市民権

裁量的付与でカナダ市民権を得る対象要件と手続きの流れ

制度の概要

国外出生で親からの市民権が第一世代限定(First-Generation Limit/FGL)のために引き継げない人が、市民権の裁量的付与でカナダ市民権を得られる暫定措置が実施されています。新法(法案C-3)の施行前でも、該当者はこの暫定措置により市民権取得が可能になります。

対象になり得る人(いずれかに該当)

  • 2023年12月19日より前に出生または養子縁組され、FGLの影響を受けている人です。
  • 2023年12月19日以降に出生または養子縁組され、FGLの影響を受けており、出生または縁組時点でカナダ人の親が「カナダとの実質的な結びつき(substantial connection)」要件を満たしていた人です。
  • 1949年4月1日より前に出生し、FGLの影響を受けている人です。
  • 旧市民法第8条の保持義務(retention)不履行により一度カナダ市民権を喪失した人です。

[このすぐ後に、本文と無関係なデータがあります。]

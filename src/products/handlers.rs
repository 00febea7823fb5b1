use axum::{
    extract::{Path, State},
    http::StatusCode,
    routing::get,
    Json, Router,
};
use tracing::{info, instrument, warn};

use crate::{
    categories,
    error::ApiError,
    params,
    products::{
        dto::{CreateProductRequest, ProductResponse, UpdateProductRequest},
        repo,
        repo::{Product, ProductFields},
    },
    state::AppState,
};

pub fn product_routes() -> Router<AppState> {
    Router::new()
        .route("/products", get(list_products).post(create_product))
        .route(
            "/products/:id",
            get(get_product).put(update_product).delete(delete_product),
        )
        .route("/products/category/:categoryId", get(list_by_category))
}

#[instrument(skip(state))]
pub async fn list_products(
    State(state): State<AppState>,
) -> Result<Json<Vec<ProductResponse>>, ApiError> {
    let products = repo::list(&state.db).await?;
    Ok(Json(products.into_iter().map(Into::into).collect()))
}

#[instrument(skip(state))]
pub async fn get_product(
    State(state): State<AppState>,
    Path(id): Path<String>,
) -> Result<Json<ProductResponse>, ApiError> {
    let id = params::parse_id(&id)?;
    let product = repo::find_by_id(&state.db, id).await?.ok_or_else(|| {
        ApiError::NotFound(format!("Product with an ID of {id} does not exist."))
    })?;
    Ok(Json(product.into()))
}

#[instrument(skip(state))]
pub async fn list_by_category(
    State(state): State<AppState>,
    Path(category_id): Path<String>,
) -> Result<Json<Vec<ProductResponse>>, ApiError> {
    let category_id = params::parse_category_id(&category_id)?;

    if !categories::repo::exists(&state.db, category_id).await? {
        return Err(ApiError::NotFound(format!(
            "Category with an ID of {category_id} does not exist."
        )));
    }

    let products = repo::list_by_category(&state.db, category_id).await?;
    Ok(Json(products.into_iter().map(Into::into).collect()))
}

#[instrument(skip(state, payload))]
pub async fn create_product(
    State(state): State<AppState>,
    Json(payload): Json<CreateProductRequest>,
) -> Result<(StatusCode, Json<Product>), ApiError> {
    let name = payload.name.unwrap_or_default();

    let mut missing = Vec::new();
    if name.trim().is_empty() {
        missing.push("name");
    }
    if payload.price.is_none() {
        missing.push("price");
    }
    if payload.category_id.is_none() {
        missing.push("category ID");
    }
    if !missing.is_empty() {
        return Err(ApiError::Unprocessable(format!(
            "Missing {}: {}",
            if missing.len() > 1 { "fields" } else { "field" },
            missing.join(", ")
        )));
    }
    let price = payload.price.unwrap_or_default();
    let category_id = payload.category_id.unwrap_or_default();

    let mut tx = state.db.begin().await?;

    if !categories::repo::exists(&mut *tx, category_id).await? {
        warn!(category_id, "product references unknown category");
        return Err(ApiError::NotFound(format!(
            "Category with an ID of {category_id} does not exist."
        )));
    }

    let fields = ProductFields {
        name,
        description: payload.description,
        price,
        currency: payload.currency.unwrap_or_else(|| "USD".into()),
        quantity: payload.quantity.unwrap_or(0),
        active: payload.active.unwrap_or(true),
        category_id,
    };
    let product = repo::insert(&mut *tx, &fields).await?;
    tx.commit().await?;

    info!(product_id = product.id, "product created");
    Ok((StatusCode::CREATED, Json(product)))
}

#[instrument(skip(state, payload))]
pub async fn update_product(
    State(state): State<AppState>,
    Path(id): Path<String>,
    Json(payload): Json<UpdateProductRequest>,
) -> Result<Json<Product>, ApiError> {
    let id = params::parse_id(&id)?;

    let fields = require_all_fields(payload)?;

    let mut tx = state.db.begin().await?;

    if !categories::repo::exists(&mut *tx, fields.category_id).await? {
        warn!(category_id = fields.category_id, "product references unknown category");
        return Err(ApiError::NotFound(format!(
            "Category with an ID of {} does not exist.",
            fields.category_id
        )));
    }

    let Some(product) = repo::update(&mut *tx, id, &fields).await? else {
        return Err(ApiError::NotFound(format!(
            "Product with an ID of {id} does not exist."
        )));
    };
    tx.commit().await?;

    info!(product_id = product.id, "product updated");
    Ok(Json(product))
}

#[instrument(skip(state))]
pub async fn delete_product(
    State(state): State<AppState>,
    Path(id): Path<String>,
) -> Result<StatusCode, ApiError> {
    let id = params::parse_id(&id)?;

    if !repo::delete(&state.db, id).await? {
        return Err(ApiError::NotFound(format!(
            "Product with an ID of {id} does not exist."
        )));
    }

    info!(product_id = id, "product deleted");
    Ok(StatusCode::NO_CONTENT)
}

/// The update contract requires the full column set; rejections use status 400
/// and always-plural wording, unlike creation.
fn require_all_fields(payload: UpdateProductRequest) -> Result<ProductFields, ApiError> {
    let name = payload.name.unwrap_or_default();
    let description = payload.description.unwrap_or_default();
    let currency = payload.currency.unwrap_or_default();

    let mut missing = Vec::new();
    if name.trim().is_empty() {
        missing.push("name");
    }
    if description.trim().is_empty() {
        missing.push("description");
    }
    if payload.price.is_none() {
        missing.push("price");
    }
    if currency.trim().is_empty() {
        missing.push("currency");
    }
    if payload.quantity.is_none() {
        missing.push("quantity");
    }
    if payload.active.is_none() {
        missing.push("active");
    }
    if payload.category_id.is_none() {
        missing.push("category ID");
    }
    if !missing.is_empty() {
        return Err(ApiError::BadRequest(format!(
            "Missing fields: {}",
            missing.join(", ")
        )));
    }

    Ok(ProductFields {
        name,
        description: Some(description),
        price: payload.price.unwrap_or_default(),
        currency,
        quantity: payload.quantity.unwrap_or_default(),
        active: payload.active.unwrap_or_default(),
        category_id: payload.category_id.unwrap_or_default(),
    })
}

#[cfg(test)]
mod tests {
    use super::*;
    use sqlx::types::Decimal;

    fn full_payload() -> UpdateProductRequest {
        UpdateProductRequest {
            name: Some("Dune".into()),
            description: Some("A novel".into()),
            price: Some(Decimal::new(1299, 2)),
            currency: Some("USD".into()),
            quantity: Some(3),
            active: Some(true),
            category_id: Some(2),
        }
    }

    #[test]
    fn full_update_payload_passes() {
        let fields = require_all_fields(full_payload()).expect("all fields present");
        assert_eq!(fields.name, "Dune");
        assert_eq!(fields.category_id, 2);
    }

    #[test]
    fn update_lists_every_missing_field_in_order() {
        let err = require_all_fields(UpdateProductRequest {
            name: None,
            description: None,
            price: None,
            currency: None,
            quantity: None,
            active: None,
            category_id: None,
        })
        .unwrap_err();
        assert_eq!(
            err.to_string(),
            "Missing fields: name, description, price, currency, quantity, active, category ID"
        );
        assert_eq!(err.status(), axum::http::StatusCode::BAD_REQUEST);
    }

    #[test]
    fn update_wording_stays_plural_for_a_single_field() {
        let mut payload = full_payload();
        payload.active = None;
        let err = require_all_fields(payload).unwrap_err();
        assert_eq!(err.to_string(), "Missing fields: active");
    }

    #[test]
    fn blank_strings_count_as_missing() {
        let mut payload = full_payload();
        payload.name = Some("   ".into());
        let err = require_all_fields(payload).unwrap_err();
        assert_eq!(err.to_string(), "Missing fields: name");
    }
}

「実質的な結びつき」要件は、カナダ人の親が子の出生または養子縁組の前までに通算1,095日以上、カナダ国内に物理的に滞在していることを求める基準です。

該当例(フィクション)

シナリオ1:2023年12月19日より前に出生

アマンダさんは2010年に英国で出生しました。母のドロシーさんはタイ出生で、カナダ出生の父ロジャーさんから市民権を血統で取得した第一世代です。父のジェームズさんは英国籍でした。FGL導入後の国外出生で、母が血統による第一世代であるため、アマンダさんは出生時に市民権を得られませんでした。暫定措置により、裁量的付与の申請が可能です。

シナリオ2:2023年12月19日以降に養子縁組

ティモシーさんは米国で出生し、2024年1月にスチュワートさんとヘンリーさんに養子縁組されました。養子縁組時、スチュワートさんは米国籍、ヘンリーさんはカナダと米国の二重国籍でした。ヘンリーさんは米国出生で、カナダ人である父ウィリアムさんから血統で市民権を得た第一世代でした。血統による第一世代のため、ティモシーさんは縁組時点で自動的に市民権を得ていません。ただし、養子縁組前にヘンリーさんがカナダで通算1,095日以上滞在していたため、裁量的付与の申請対象になります。

シナリオ3:1949年4月1日より前に出生

ジョシュアさんは1945年にスペインで、カナダ人の母エミリーさんとイタリア人の父ドナテッロさんの間に出生しました。カナダ初の市民法は1947年1月1日に施行のため、出生時に自動的な市民権付与はありませんでした。さらに、国外出生届を2年以内に登録していないこと、当時の法が「カナダ人の母と非カナダ人の父から生まれた子」に血統付与を認めていなかったことから、血統取得ができませんでした。暫定措置により、裁量的付与での申請が可能です。

シナリオ4:旧市民法第8条により市民権を喪失

サマンサさんは1979年に米国でカナダ人の両親から出生しました。1977年市民法の第8条では、28歳になる前に「カナダとの実質的な結びつき」を示して市民権の保持申請を行う必要がありました。2007年の28歳の誕生日までに手続きを完了できなかったため、市民権を喪失しました。暫定措置により、裁量的付与の申請対象になります。

申請の進め方

FGLの影響があり得る人は、まず「市民権証明(citizenship certificate/proof of citizenship)」の申請から開始します。この証明は、本人がカナダ市民として認められるかを確定し、年金、医療、社会保険番号(SIN)、カナダ旅券の申請などの重要なサービスの利用に必要になります。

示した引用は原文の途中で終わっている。